*** MATERIAL PROVIDED ***
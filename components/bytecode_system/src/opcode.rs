//! Opcodes of the register machine and their static properties.
//!
//! Every opcode carries a mode byte, laid out as
//! `MM(7) | OT(6) | IT(5) | T(4) | A(3) | format(0..3)`:
//!
//! - MM: the instruction is the metamethod follow-up of the previous one
//! - OT: the instruction sets the stack top for the next one
//! - IT: the instruction uses the stack top set by the previous one
//! - T: the instruction is a test and the next one is a jump
//! - A: the instruction writes register A

/// Operand layout of an instruction.
#[derive(Debug, Clone, Copy, PartialEq, Eq, Hash)]
#[repr(u8)]
pub enum OpMode {
    /// A, k, B, C
    IABC = 0,
    /// A, unsigned Bx
    IABx = 1,
    /// A, signed sBx
    IAsBx = 2,
    /// Ax
    IAx = 3,
    /// signed sJ
    IsJ = 4,
}

const fn mode(mm: u8, ot: u8, it: u8, t: u8, a: u8, format: OpMode) -> u8 {
    (mm << 7) | (ot << 6) | (it << 5) | (t << 4) | (a << 3) | format as u8
}

macro_rules! opcodes {
    ($($(#[doc = $doc:literal])* $variant:ident = $name:literal,
       ($mm:literal, $ot:literal, $it:literal, $t:literal, $a:literal, $format:ident);)*) => {
        /// Bytecode opcodes, numbered in encoding order.
        #[derive(Debug, Clone, Copy, PartialEq, Eq, Hash)]
        #[repr(u8)]
        pub enum Opcode {
            $($(#[doc = $doc])* $variant,)*
        }

        impl Opcode {
            /// All opcodes in encoding order.
            pub const ALL: &'static [Opcode] = &[$(Opcode::$variant,)*];

            const MODES: &'static [u8] = &[$(mode($mm, $ot, $it, $t, $a, OpMode::$format),)*];

            /// Mnemonic used in listings.
            pub fn name(self) -> &'static str {
                match self {
                    $(Opcode::$variant => $name,)*
                }
            }
        }
    };
}

opcodes! {
    /// R[A] := R[B]
    Move = "MOVE", (0, 0, 0, 0, 1, IABC);
    /// R[A] := sBx
    LoadI = "LOADI", (0, 0, 0, 0, 1, IAsBx);
    /// R[A] := (float)sBx
    LoadF = "LOADF", (0, 0, 0, 0, 1, IAsBx);
    /// R[A] := K[Bx]
    LoadK = "LOADK", (0, 0, 0, 0, 1, IABx);
    /// R[A] := K[extra arg]
    LoadKx = "LOADKX", (0, 0, 0, 0, 1, IABx);
    /// R[A] := false
    LoadFalse = "LOADFALSE", (0, 0, 0, 0, 1, IABC);
    /// R[A] := false; pc++
    LFalseSkip = "LFALSESKIP", (0, 0, 0, 0, 1, IABC);
    /// R[A] := true
    LoadTrue = "LOADTRUE", (0, 0, 0, 0, 1, IABC);
    /// R[A], R[A+1], ..., R[A+B] := nil
    LoadNil = "LOADNIL", (0, 0, 0, 0, 1, IABC);
    /// R[A] := UpValue[B]
    GetUpval = "GETUPVAL", (0, 0, 0, 0, 1, IABC);
    /// UpValue[B] := R[A]
    SetUpval = "SETUPVAL", (0, 0, 0, 0, 0, IABC);
    /// R[A] := UpValue[B][K[C]:string]
    GetTabUp = "GETTABUP", (0, 0, 0, 0, 1, IABC);
    /// R[A] := R[B][R[C]]
    GetTable = "GETTABLE", (0, 0, 0, 0, 1, IABC);
    /// R[A] := R[B][C]
    GetI = "GETI", (0, 0, 0, 0, 1, IABC);
    /// R[A] := R[B][K[C]:string]
    GetField = "GETFIELD", (0, 0, 0, 0, 1, IABC);
    /// UpValue[A][K[B]:string] := RK(C)
    SetTabUp = "SETTABUP", (0, 0, 0, 0, 0, IABC);
    /// R[A][R[B]] := RK(C)
    SetTable = "SETTABLE", (0, 0, 0, 0, 0, IABC);
    /// R[A][B] := RK(C)
    SetI = "SETI", (0, 0, 0, 0, 0, IABC);
    /// R[A][K[B]:string] := RK(C)
    SetField = "SETFIELD", (0, 0, 0, 0, 0, IABC);
    /// R[A] := {}
    NewTable = "NEWTABLE", (0, 0, 0, 0, 1, IABC);
    /// R[A+1] := R[B]; R[A] := R[B][RK(C):string]
    SelfOp = "SELF", (0, 0, 0, 0, 1, IABC);
    /// R[A] := R[B] + sC
    AddI = "ADDI", (0, 0, 0, 0, 1, IABC);
    /// R[A] := R[B] + K[C]:number
    AddK = "ADDK", (0, 0, 0, 0, 1, IABC);
    /// R[A] := R[B] - K[C]:number
    SubK = "SUBK", (0, 0, 0, 0, 1, IABC);
    /// R[A] := R[B] * K[C]:number
    MulK = "MULK", (0, 0, 0, 0, 1, IABC);
    /// R[A] := R[B] % K[C]:number
    ModK = "MODK", (0, 0, 0, 0, 1, IABC);
    /// R[A] := R[B] ^ K[C]:number
    PowK = "POWK", (0, 0, 0, 0, 1, IABC);
    /// R[A] := R[B] / K[C]:number
    DivK = "DIVK", (0, 0, 0, 0, 1, IABC);
    /// R[A] := R[B] // K[C]:number
    IDivK = "IDIVK", (0, 0, 0, 0, 1, IABC);
    /// R[A] := R[B] & K[C]:integer
    BAndK = "BANDK", (0, 0, 0, 0, 1, IABC);
    /// R[A] := R[B] | K[C]:integer
    BOrK = "BORK", (0, 0, 0, 0, 1, IABC);
    /// R[A] := R[B] ~ K[C]:integer
    BXorK = "BXORK", (0, 0, 0, 0, 1, IABC);
    /// R[A] := R[B] >> sC
    ShrI = "SHRI", (0, 0, 0, 0, 1, IABC);
    /// R[A] := sC << R[B]
    ShlI = "SHLI", (0, 0, 0, 0, 1, IABC);
    /// R[A] := R[B] + R[C]
    Add = "ADD", (0, 0, 0, 0, 1, IABC);
    /// R[A] := R[B] - R[C]
    Sub = "SUB", (0, 0, 0, 0, 1, IABC);
    /// R[A] := R[B] * R[C]
    Mul = "MUL", (0, 0, 0, 0, 1, IABC);
    /// R[A] := R[B] % R[C]
    Mod = "MOD", (0, 0, 0, 0, 1, IABC);
    /// R[A] := R[B] ^ R[C]
    Pow = "POW", (0, 0, 0, 0, 1, IABC);
    /// R[A] := R[B] / R[C]
    Div = "DIV", (0, 0, 0, 0, 1, IABC);
    /// R[A] := R[B] // R[C]
    IDiv = "IDIV", (0, 0, 0, 0, 1, IABC);
    /// R[A] := R[B] & R[C]
    BAnd = "BAND", (0, 0, 0, 0, 1, IABC);
    /// R[A] := R[B] | R[C]
    BOr = "BOR", (0, 0, 0, 0, 1, IABC);
    /// R[A] := R[B] ~ R[C]
    BXor = "BXOR", (0, 0, 0, 0, 1, IABC);
    /// R[A] := R[B] << R[C]
    Shl = "SHL", (0, 0, 0, 0, 1, IABC);
    /// R[A] := R[B] >> R[C]
    Shr = "SHR", (0, 0, 0, 0, 1, IABC);
    /// call C metamethod over R[A] and R[B]
    MmBin = "MMBIN", (1, 0, 0, 0, 0, IABC);
    /// call C metamethod over R[A] and sB
    MmBinI = "MMBINI", (1, 0, 0, 0, 0, IABC);
    /// call C metamethod over R[A] and K[B]
    MmBinK = "MMBINK", (1, 0, 0, 0, 0, IABC);
    /// R[A] := -R[B]
    Unm = "UNM", (0, 0, 0, 0, 1, IABC);
    /// R[A] := ~R[B]
    BNot = "BNOT", (0, 0, 0, 0, 1, IABC);
    /// R[A] := not R[B]
    Not = "NOT", (0, 0, 0, 0, 1, IABC);
    /// R[A] := #R[B] (length operator)
    Len = "LEN", (0, 0, 0, 0, 1, IABC);
    /// R[A] := R[A].. ... ..R[A + B - 1]
    Concat = "CONCAT", (0, 0, 0, 0, 1, IABC);
    /// close all upvalues >= R[A]
    Close = "CLOSE", (0, 0, 0, 0, 0, IABC);
    /// mark variable A "to be closed"
    Tbc = "TBC", (0, 0, 0, 0, 0, IABC);
    /// pc += sJ
    Jmp = "JMP", (0, 0, 0, 0, 0, IsJ);
    /// if ((R[A] == R[B]) ~= k) then pc++
    Eq = "EQ", (0, 0, 0, 1, 0, IABC);
    /// if ((R[A] <  R[B]) ~= k) then pc++
    Lt = "LT", (0, 0, 0, 1, 0, IABC);
    /// if ((R[A] <= R[B]) ~= k) then pc++
    Le = "LE", (0, 0, 0, 1, 0, IABC);
    /// if ((R[A] == K[B]) ~= k) then pc++
    EqK = "EQK", (0, 0, 0, 1, 0, IABC);
    /// if ((R[A] == sB) ~= k) then pc++
    EqI = "EQI", (0, 0, 0, 1, 0, IABC);
    /// if ((R[A] < sB) ~= k) then pc++
    LtI = "LTI", (0, 0, 0, 1, 0, IABC);
    /// if ((R[A] <= sB) ~= k) then pc++
    LeI = "LEI", (0, 0, 0, 1, 0, IABC);
    /// if ((R[A] > sB) ~= k) then pc++
    GtI = "GTI", (0, 0, 0, 1, 0, IABC);
    /// if ((R[A] >= sB) ~= k) then pc++
    GeI = "GEI", (0, 0, 0, 1, 0, IABC);
    /// if (not R[A] == k) then pc++
    Test = "TEST", (0, 0, 0, 1, 0, IABC);
    /// if (not R[B] == k) then pc++ else R[A] := R[B]
    TestSet = "TESTSET", (0, 0, 0, 1, 1, IABC);
    /// R[A], ... ,R[A+C-2] := R[A](R[A+1], ... ,R[A+B-1])
    Call = "CALL", (0, 1, 1, 0, 1, IABC);
    /// return R[A](R[A+1], ... ,R[A+B-1])
    TailCall = "TAILCALL", (0, 1, 1, 0, 1, IABC);
    /// return R[A], ... ,R[A+B-2]
    Return = "RETURN", (0, 0, 1, 0, 0, IABC);
    /// return
    Return0 = "RETURN0", (0, 0, 0, 0, 0, IABC);
    /// return R[A]
    Return1 = "RETURN1", (0, 0, 0, 0, 0, IABC);
    /// update counters; if loop continues then pc-=Bx
    ForLoop = "FORLOOP", (0, 0, 0, 0, 1, IABx);
    /// check values and prepare counters; if not to run then pc+=Bx+1
    ForPrep = "FORPREP", (0, 0, 0, 0, 1, IABx);
    /// create upvalue for R[A + 3]; pc+=Bx
    TForPrep = "TFORPREP", (0, 0, 0, 0, 0, IABx);
    /// R[A+4], ... ,R[A+3+C] := R[A](R[A+1], R[A+2])
    TForCall = "TFORCALL", (0, 0, 0, 0, 0, IABC);
    /// if R[A+2] ~= nil then { R[A]=R[A+2]; pc -= Bx }
    TForLoop = "TFORLOOP", (0, 0, 0, 0, 1, IABx);
    /// R[A][C+i] := R[A+i], 1 <= i <= B
    SetList = "SETLIST", (0, 0, 1, 0, 0, IABC);
    /// R[A] := closure(KPROTO[Bx])
    Closure = "CLOSURE", (0, 0, 0, 0, 1, IABx);
    /// R[A], R[A+1], ..., R[A+C-2] = vararg
    VarArg = "VARARG", (0, 1, 0, 0, 1, IABC);
    /// adjust vararg parameters
    VarArgPrep = "VARARGPREP", (0, 0, 1, 0, 1, IABC);
    /// extra (larger) argument for previous opcode
    ExtraArg = "EXTRAARG", (0, 0, 0, 0, 0, IAx);
}

/// Number of opcodes.
pub const NUM_OPCODES: usize = Opcode::ALL.len();

impl Opcode {
    /// Decode an opcode number.
    pub fn from_u8(byte: u8) -> Option<Opcode> {
        Self::ALL.get(byte as usize).copied()
    }

    fn mode_byte(self) -> u8 {
        Self::MODES[self as usize]
    }

    /// Operand layout.
    pub fn mode(self) -> OpMode {
        match self.mode_byte() & 7 {
            0 => OpMode::IABC,
            1 => OpMode::IABx,
            2 => OpMode::IAsBx,
            3 => OpMode::IAx,
            _ => OpMode::IsJ,
        }
    }

    /// The instruction writes register A.
    pub fn sets_a(self) -> bool {
        self.mode_byte() & (1 << 3) != 0
    }

    /// The instruction is a test; the next instruction is a jump.
    pub fn is_test(self) -> bool {
        self.mode_byte() & (1 << 4) != 0
    }

    /// The instruction may use the top set by the previous instruction.
    pub fn uses_top(self) -> bool {
        self.mode_byte() & (1 << 5) != 0
    }

    /// The instruction may set the top for the next instruction.
    pub fn sets_top(self) -> bool {
        self.mode_byte() & (1 << 6) != 0
    }

    /// The instruction calls a metamethod on behalf of the previous one.
    pub fn is_mm_follow_up(self) -> bool {
        self.mode_byte() & (1 << 7) != 0
    }
}

impl std::fmt::Display for Opcode {
    fn fmt(&self, f: &mut std::fmt::Formatter<'_>) -> std::fmt::Result {
        f.write_str(self.name())
    }
}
***
- _YOUR GOAL_
If a line of the data holds the string "derive", list it.

- _TASK OUTPUT_
#[derive(Debug, Clone, Copy, PartialEq, Eq, Hash)]
        #[derive(Debug, Clone, Copy, PartialEq, Eq, Hash)]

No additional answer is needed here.